Figure 3—source data 1

Data to generate c–e.

https://cdn.elifesciences.org/articles/105911/elife-105911-fig3-data1-v1.zip

How would LC-NE input affect mPFC dynamics during switching? In test group mice, the same dimensionality-reduction analysis revealed that the low-dimensional population state vectors (early and late) were less separable (Figure 3a and b, light and dark red traces), and the distance between the two state vectors was greatly reduced compared to the control group (Figure 3c, control vs. test, 12.9±0.08 vs 8.9±0.05, p<0.001). In addition, LC inhibition prominently dampened the pre-choice dynamic fluctuations (Figure 3c and d. Peak, control vs. test: 4.0±0.10 vs 2.1±0.06, p<0.001). LC inhibition also rendered the population state vectors more similar to one another (Figure 3, Figure 3—figure supplement 1) (Correlation coefficient between early and late state vectors, control vs. test: 0.15±0.04 vs 0.95±0.01, p<0.001). Together, our results show that LC inhibition dampens and impedes mPFC dynamics during switching.

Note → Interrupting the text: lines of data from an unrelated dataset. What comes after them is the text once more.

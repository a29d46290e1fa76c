//! Identity of the signed-in user, as seen by the access layer.

use std::sync::RwLock;

use crate::models::UserId;

/// Source of the current user's identity.
///
/// `current_user_id` is consulted at the start of every write-class
/// operation, so implementations must reflect sign-in and sign-out
/// immediately.
pub trait SessionProvider: Send + Sync {
    /// Identifier of the signed-in user, `None` when nobody is signed in.
    fn current_user_id(&self) -> Option<UserId>;

    /// Bearer token for remote services acting on the user's behalf.
    fn access_token(&self) -> Option<String> {
        None
    }
}

/// Session whose user is set explicitly. Used by tests and local tools.
#[derive(Debug, Default)]
pub struct StaticSession {
    user: RwLock<Option<UserId>>,
}

impl StaticSession {
    /// A session with nobody signed in.
    pub fn anonymous() -> Self {
        Self::default()
    }

    pub fn signed_in(user: impl Into<UserId>) -> Self {
        Self {
            user: RwLock::new(Some(user.into())),
        }
    }

    pub fn sign_in(&self, user: impl Into<UserId>) {
        if let Ok(mut guard) = self.user.write() {
            *guard = Some(user.into());
        }
    }

    pub fn sign_out(&self) {
        if let Ok(mut guard) = self.user.write() {
            *guard = None;
        }
    }
}

impl SessionProvider for StaticSession {
    fn current_user_id(&self) -> Option<UserId> {
        self.user
            .read()
            .ok()
            .and_then(|guard| guard.clone())
            .filter(|user| !user.is_empty())
    }
}
//! Client configuration.
//!
//! Provides a `ClientConfig` read from the environment that tells clients
//! where the Supabase project lives, which collection holds places, and how
//! photos are stored.

use std::env;

use crate::error::{Error, Result};
use crate::storage::R2Config;
use crate::util::{is_http_url, normalize_text_option};

const ENV_SUPABASE_URL: &str = "SUPABASE_URL";
const ENV_SUPABASE_ANON_KEY: &str = "SUPABASE_ANON_KEY";
const ENV_PLACES_COLLECTION: &str = "TRAVELMAPP_PLACES_COLLECTION";

/// Collection used when `TRAVELMAPP_PLACES_COLLECTION` is not set.
pub const DEFAULT_PLACES_COLLECTION: &str = "places";

/// Public endpoints and keys a client needs to reach its backends.
///
/// The anon key is safe to ship; secret credentials only appear in the
/// optional R2 section.
#[derive(Debug, Clone, PartialEq, Eq)]
pub struct ClientConfig {
    pub supabase_url: String,
    pub supabase_anon_key: String,
    pub places_collection: String,
    /// `None` when photo storage is not configured.
    pub r2: Option<R2Config>,
}

impl ClientConfig {
    /// Load configuration from process environment variables.
    pub fn from_env() -> Result<Self> {
        Self::from_lookup(|key| env::var(key).ok())
    }

    /// Same as [`ClientConfig::from_env`], reading values through `lookup`.
    pub fn from_lookup(lookup: impl Fn(&str) -> Option<String>) -> Result<Self> {
        let supabase_url = required(&lookup, ENV_SUPABASE_URL)?;
        if !is_http_url(&supabase_url) {
            return Err(Error::InvalidInput(format!(
                "{ENV_SUPABASE_URL} must include http:// or https://"
            )));
        }
        let supabase_anon_key = required(&lookup, ENV_SUPABASE_ANON_KEY)?;
        let places_collection = normalize_text_option(lookup(ENV_PLACES_COLLECTION))
            .unwrap_or_else(|| DEFAULT_PLACES_COLLECTION.to_string());

        Ok(Self {
            supabase_url: supabase_url.trim_end_matches('/').to_string(),
            supabase_anon_key,
            places_collection,
            r2: R2Config::from_lookup(&lookup)?,
        })
    }
}

fn required(lookup: &impl Fn(&str) -> Option<String>, name: &str) -> Result<String> {
    normalize_text_option(lookup(name)).ok_or_else(|| {
        Error::InvalidInput(format!(
            "Supabase is not configured. Set {ENV_SUPABASE_URL} and {ENV_SUPABASE_ANON_KEY} ({name} is missing)."
        ))
    })
}

#[cfg(test)]
mod tests {
    use std::collections::HashMap;

    use pretty_assertions::assert_eq;

    use super::*;

    fn lookup_from(pairs: &[(&str, &str)]) -> impl Fn(&str) -> Option<String> {
        let values = pairs
            .iter()
            .map(|(key, value)| ((*key).to_string(), (*value).to_string()))
            .collect::<HashMap<_, _>>();
        move |key| values.get(key).cloned()
    }

    #[test]
    fn minimal_config_uses_default_collection() {
        let config = ClientConfig::from_lookup(lookup_from(&[
            ("SUPABASE_URL", "https://demo.supabase.co/"),
            ("SUPABASE_ANON_KEY", " anon "),
        ]))
        .unwrap();

        assert_eq!(
            config,
            ClientConfig {
                supabase_url: "https://demo.supabase.co".to_string(),
                supabase_anon_key: "anon".to_string(),
                places_collection: "places".to_string(),
                r2: None,
            }
        );
    }

    #[test]
    fn collection_can_be_overridden() {
        let config = ClientConfig::from_lookup(lookup_from(&[
            ("SUPABASE_URL", "https://demo.supabase.co"),
            ("SUPABASE_ANON_KEY", "anon"),
            ("TRAVELMAPP_PLACES_COLLECTION", "places_staging"),
        ]))
        .unwrap();
        assert_eq!(config.places_collection, "places_staging");
    }

    #[test]
    fn missing_supabase_values_are_rejected() {
        let error =
            ClientConfig::from_lookup(lookup_from(&[("SUPABASE_URL", "https://x.co")]))
                .unwrap_err();
        assert!(error.to_string().contains("SUPABASE_ANON_KEY"));
    }

    #[test]
    fn supabase_url_requires_scheme() {
        let error = ClientConfig::from_lookup(lookup_from(&[
            ("SUPABASE_URL", "demo.supabase.co"),
            ("SUPABASE_ANON_KEY", "anon"),
        ]))
        .unwrap_err();
        assert!(matches!(error, Error::InvalidInput(_)));
    }

    #[test]
    fn r2_section_is_loaded_when_present() {
        let config = ClientConfig::from_lookup(lookup_from(&[
            ("SUPABASE_URL", "https://demo.supabase.co"),
            ("SUPABASE_ANON_KEY", "anon"),
            ("R2_ACCOUNT_ID", "acct"),
            ("R2_BUCKET", "photos"),
            ("R2_ACCESS_KEY_ID", "key"),
            ("R2_SECRET_ACCESS_KEY", "secret"),
        ]))
        .unwrap();

        let r2 = config.r2.unwrap();
        assert_eq!(r2.bucket, "photos");
        assert_eq!(r2.public_base_url, None);
    }
}
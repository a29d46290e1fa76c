//! Traveller accounts backed by Supabase email/password auth.
//!
//! [`SupabaseAuthClient`] signs travellers up and in and keeps the result in
//! a [`SupabaseSession`] handle, which the place repository reads to decide
//! who owns new places. Sessions are handed to a [`SessionPersistence`] so a
//! later process can pick them up again with
//! [`SupabaseAuthClient::restore_session`].

mod session;
mod token;

use std::fmt;

use reqwest::{Client, StatusCode};
use serde::{Deserialize, Serialize};
use thiserror::Error;

use crate::util::{parse_api_error, supabase_endpoint, unix_seconds_now};

pub use session::SupabaseSession;
use token::{Credentials, TokenGrant, TokenReply};

const AUTH_SERVICE_PATH: &str = "auth/v1";
/// Sessions this close to expiry are treated as expired.
const EXPIRY_MARGIN_SECONDS: i64 = 60;

/// The signed-in traveller as Supabase reports them.
#[derive(Debug, Clone, PartialEq, Eq, Serialize, Deserialize)]
pub struct AuthUser {
    pub id: String,
    pub email: Option<String>,
}

#[derive(Clone, PartialEq, Eq, Serialize, Deserialize)]
pub struct AuthSession {
    pub access_token: String,
    pub refresh_token: String,
    /// Unix seconds
    pub expires_at: i64,
    pub user: AuthUser,
}

impl AuthSession {
    /// Seconds until the access token lapses, negative once it has.
    pub fn seconds_left(&self) -> i64 {
        self.expires_at.saturating_sub(unix_seconds_now())
    }

    #[must_use]
    pub fn is_expired(&self) -> bool {
        self.seconds_left() <= EXPIRY_MARGIN_SECONDS
    }
}

// Tokens stay out of logs.
impl fmt::Debug for AuthSession {
    fn fmt(&self, f: &mut fmt::Formatter<'_>) -> fmt::Result {
        f.debug_struct("AuthSession")
            .field("user", &self.user)
            .field("expires_at", &self.expires_at)
            .finish_non_exhaustive()
    }
}

#[derive(Debug, Clone, PartialEq, Eq)]
pub enum SignUpOutcome {
    SignedIn(AuthSession),
    /// The account exists but the emailed link must be followed before signing in.
    ConfirmationRequired,
}

#[derive(Debug, Error)]
pub enum AuthError {
    #[error("Invalid auth setup: {0}")]
    Config(&'static str),
    /// Input refused locally or by the auth server.
    #[error("{0}")]
    Rejected(String),
    #[error("Auth request failed: {0}")]
    Http(#[from] reqwest::Error),
    #[error("Unreadable auth payload: {0}")]
    Json(#[from] serde_json::Error),
    #[error("Secure storage error: {0}")]
    SecureStorage(String),
}

pub type AuthResult<T> = Result<T, AuthError>;

/// Storage that outlives the process, such as the OS keychain.
pub trait SessionPersistence: Clone + Send + Sync + 'static {
    fn load_session(&self) -> AuthResult<Option<AuthSession>>;
    fn save_session(&self, session: &AuthSession) -> AuthResult<()>;
    fn clear_session(&self) -> AuthResult<()>;
}

/// Supabase auth for one project.
///
/// Whatever session the client ends up with is written through `S` and
/// published on the handle from [`SupabaseAuthClient::session`].
#[derive(Clone)]
pub struct SupabaseAuthClient<S: SessionPersistence> {
    endpoint: String,
    anon_key: String,
    http: Client,
    persistence: S,
    live: SupabaseSession,
}

impl<S: SessionPersistence> SupabaseAuthClient<S> {
    pub fn new(
        project_url: impl AsRef<str>,
        anon_key: impl Into<String>,
        persistence: S,
    ) -> AuthResult<Self> {
        let endpoint =
            supabase_endpoint(project_url.as_ref(), AUTH_SERVICE_PATH).map_err(AuthError::Config)?;
        let anon_key = anon_key.into().trim().to_string();
        if anon_key.is_empty() {
            return Err(AuthError::Config("Supabase anon key must not be empty"));
        }

        Ok(Self {
            endpoint,
            anon_key,
            http: Client::builder().build()?,
            persistence,
            live: SupabaseSession::default(),
        })
    }

    /// Handle that follows this client's sign-ins and sign-outs.
    #[must_use]
    pub fn session(&self) -> SupabaseSession {
        self.live.clone()
    }

    /// Pick up the persisted session, refreshing it when it has expired.
    ///
    /// A session that can no longer be refreshed is discarded and the client
    /// ends up signed out.
    pub async fn restore_session(&self) -> AuthResult<Option<AuthSession>> {
        let Some(stored) = self.persistence.load_session()? else {
            self.live.clear();
            return Ok(None);
        };
        if !stored.is_expired() {
            self.live.set(stored.clone());
            return Ok(Some(stored));
        }

        tracing::debug!("Stored session of {} expired, refreshing", stored.user.id);
        match self.refresh_session(&stored.refresh_token).await {
            Ok(fresh) => Ok(Some(fresh)),
            Err(error) => {
                tracing::warn!("Discarding stored session of {}: {}", stored.user.id, error);
                self.adopt(None)?;
                Ok(None)
            }
        }
    }

    pub async fn sign_up(&self, email: &str, password: &str) -> AuthResult<SignUpOutcome> {
        let credentials = Credentials::new(email, password)?;
        let reply = self.post_for_reply("signup", None, &credentials).await?;

        match reply.into_session()? {
            Some(session) => {
                self.adopt(Some(&session))?;
                Ok(SignUpOutcome::SignedIn(session))
            }
            None => {
                tracing::debug!("Sign-up of {} awaits email confirmation", email.trim());
                Ok(SignUpOutcome::ConfirmationRequired)
            }
        }
    }

    pub async fn sign_in(&self, email: &str, password: &str) -> AuthResult<AuthSession> {
        self.exchange(TokenGrant::Password(Credentials::new(email, password)?))
            .await
    }

    pub async fn refresh_session(&self, refresh_token: &str) -> AuthResult<AuthSession> {
        self.exchange(TokenGrant::refresh(refresh_token)?).await
    }

    /// Revoke `access_token` and forget the local session.
    ///
    /// A 401 means the token was already dead, which is just as signed out.
    pub async fn sign_out(&self, access_token: &str) -> AuthResult<()> {
        let response = self
            .http
            .post(format!("{}/logout", self.endpoint))
            .header("apikey", &self.anon_key)
            .bearer_auth(access_token)
            .send()
            .await?;

        let status = response.status();
        if !status.is_success() && status != StatusCode::UNAUTHORIZED {
            let body = response.text().await.unwrap_or_default();
            return Err(AuthError::Rejected(parse_api_error(status, &body)));
        }
        self.adopt(None)
    }

    async fn exchange(&self, grant: TokenGrant<'_>) -> AuthResult<AuthSession> {
        let grant_type = grant.grant_type();
        let session = self
            .post_for_reply("token", Some(grant_type), &grant)
            .await?
            .into_session()?
            .ok_or_else(|| {
                AuthError::Rejected(format!("No session issued for the {grant_type} grant"))
            })?;

        self.adopt(Some(&session))?;
        Ok(session)
    }

    async fn post_for_reply<B: Serialize + ?Sized>(
        &self,
        path: &str,
        grant_type: Option<&str>,
        body: &B,
    ) -> AuthResult<TokenReply> {
        let mut request = self
            .http
            .post(format!("{}/{path}", self.endpoint))
            .header("apikey", &self.anon_key)
            .bearer_auth(&self.anon_key)
            .json(body);
        if let Some(grant_type) = grant_type {
            request = request.query(&[("grant_type", grant_type)]);
        }

        let response = request.send().await?;
        let status = response.status();
        if !status.is_success() {
            let body = response.text().await.unwrap_or_default();
            return Err(AuthError::Rejected(parse_api_error(status, &body)));
        }
        Ok(response.json().await?)
    }

    /// Make `session` the current one everywhere, or sign out on `None`.
    fn adopt(&self, session: Option<&AuthSession>) -> AuthResult<()> {
        match session {
            Some(session) => {
                self.persistence.save_session(session)?;
                self.live.set(session.clone());
            }
            None => {
                self.live.clear();
                self.persistence.clear_session()?;
            }
        }
        Ok(())
    }
}

#[cfg(test)]
mod tests {
    use std::sync::{Arc, Mutex};

    use pretty_assertions::assert_eq;

    use super::*;
    use crate::session::SessionProvider;

    /// Persistence that keeps the session in memory.
    #[derive(Clone, Default)]
    struct Vault {
        slot: Arc<Mutex<Option<AuthSession>>>,
    }

    impl SessionPersistence for Vault {
        fn load_session(&self) -> AuthResult<Option<AuthSession>> {
            Ok(self.slot.lock().unwrap().clone())
        }

        fn save_session(&self, session: &AuthSession) -> AuthResult<()> {
            *self.slot.lock().unwrap() = Some(session.clone());
            Ok(())
        }

        fn clear_session(&self) -> AuthResult<()> {
            self.slot.lock().unwrap().take();
            Ok(())
        }
    }

    fn traveller_session(expires_at: i64) -> AuthSession {
        AuthSession {
            access_token: "secret-access-token".to_string(),
            refresh_token: "secret-refresh-token".to_string(),
            expires_at,
            user: AuthUser {
                id: "u1".to_string(),
                email: Some("ana@example.com".to_string()),
            },
        }
    }

    fn client(vault: Vault) -> SupabaseAuthClient<Vault> {
        SupabaseAuthClient::new("https://demo.supabase.co", "anon", vault).unwrap()
    }

    #[test]
    fn client_targets_the_auth_service() {
        assert_eq!(client(Vault::default()).endpoint, "https://demo.supabase.co/auth/v1");

        let already_scoped =
            SupabaseAuthClient::new("https://demo.supabase.co/auth/v1/", "anon", Vault::default())
                .unwrap();
        assert_eq!(already_scoped.endpoint, "https://demo.supabase.co/auth/v1");
    }

    #[test]
    fn bad_setup_is_rejected() {
        assert!(matches!(
            SupabaseAuthClient::new("https://demo.supabase.co", " ", Vault::default()),
            Err(AuthError::Config(_))
        ));
        assert!(matches!(
            SupabaseAuthClient::new("demo.supabase.co", "anon", Vault::default()),
            Err(AuthError::Config(_))
        ));
    }

    #[test]
    fn expiry_includes_margin() {
        let now = unix_seconds_now();
        assert!(traveller_session(now - 1).is_expired());
        assert!(traveller_session(now + EXPIRY_MARGIN_SECONDS / 2).is_expired());
        assert!(!traveller_session(now + 3600).is_expired());
        assert!(traveller_session(now + 3600).seconds_left() > 3500);
    }

    #[test]
    fn debug_output_hides_tokens() {
        let rendered = format!("{:?}", traveller_session(1_700_000_000));
        assert!(!rendered.contains("secret-access-token"));
        assert!(!rendered.contains("secret-refresh-token"));
        assert!(rendered.contains("ana@example.com"));
    }

    #[tokio::test]
    async fn blank_credentials_fail_before_any_request() {
        let vault = Vault::default();
        let client = client(vault.clone());

        let error = client.sign_in("   ", "pw").await.unwrap_err();
        assert_eq!(error.to_string(), "Email is required");
        assert!(client.sign_up("ana@example.com", "").await.is_err());
        assert!(vault.load_session().unwrap().is_none());
    }

    #[tokio::test]
    async fn restore_publishes_live_stored_session() {
        let vault = Vault::default();
        vault
            .save_session(&traveller_session(unix_seconds_now() + 3600))
            .unwrap();
        let client = client(vault);

        let restored = client.restore_session().await.unwrap();

        assert_eq!(restored.map(|session| session.user.id), Some("u1".to_string()));
        assert_eq!(
            client.session().current_user_id().map(|user| user.to_string()),
            Some("u1".to_string())
        );
    }

    #[tokio::test]
    async fn restore_with_empty_vault_signs_out() {
        let client = client(Vault::default());
        client.live.set(traveller_session(unix_seconds_now() + 3600));

        assert!(client.restore_session().await.unwrap().is_none());
        assert!(!client.session().is_signed_in());
    }

    #[tokio::test]
    async fn restore_drops_session_that_cannot_be_refreshed() {
        let vault = Vault::default();
        let mut expired = traveller_session(unix_seconds_now() - 10);
        expired.refresh_token = "  ".to_string();
        vault.save_session(&expired).unwrap();
        let client = client(vault.clone());

        assert!(client.restore_session().await.unwrap().is_none());
        assert!(vault.load_session().unwrap().is_none());
        assert!(client.session().snapshot().is_none());
    }
}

LC inhibition impairs population encoding of switching

To gain further insights into mPFC representation of attentional switching and the effects of LC inhibition, we turned to the hidden Markov model (HMM), which has been successfully implemented to link neuronal activity patterns to animal behavior (e.g. Durstewitz et al., 2010; Bagi et al., 2022; Recanatesi et al., 2022; Mazzucato et al., 2015). In brief, we assume that population activity vectors, represented as calcium signals from simultaneously recorded neurons, are adjacent to one another in the neuronal state space when the same behavior is executed. We clustered mPFC population vectors (5 s prior to choice) into a set of discrete states (hidden states), and assessed the relationship between these neuronal states and the observed behavioral patterns/states of the mice. Specifically, the behavioral states are the early rule learning state and the late rule-following state (as depicted in Figure 2e). We identified low-dimensional factors from the high-dimensional population vectors, and fitted HMM to these factors to infer the hidden state of each trial (Methods). We quantified model performance by comparing each trial’s neuronal state to the behavioral state with two measures: (1) the overall accuracy of predicting the state of individual trials (early or late) in each session; and (2) the accuracy of predicting where state transition occurred (the onset of late state: switch point, Figure 2e). Both measures showed that model prediction was less accurate when LC was inhibited (Figure 4a and b, state prediction accuracy, control vs. test: 89±1% vs 75 ± 2%, p<0.001; Δ switch point, control vs. test: –4±1 trials vs. –8±1 trials, p<0.001).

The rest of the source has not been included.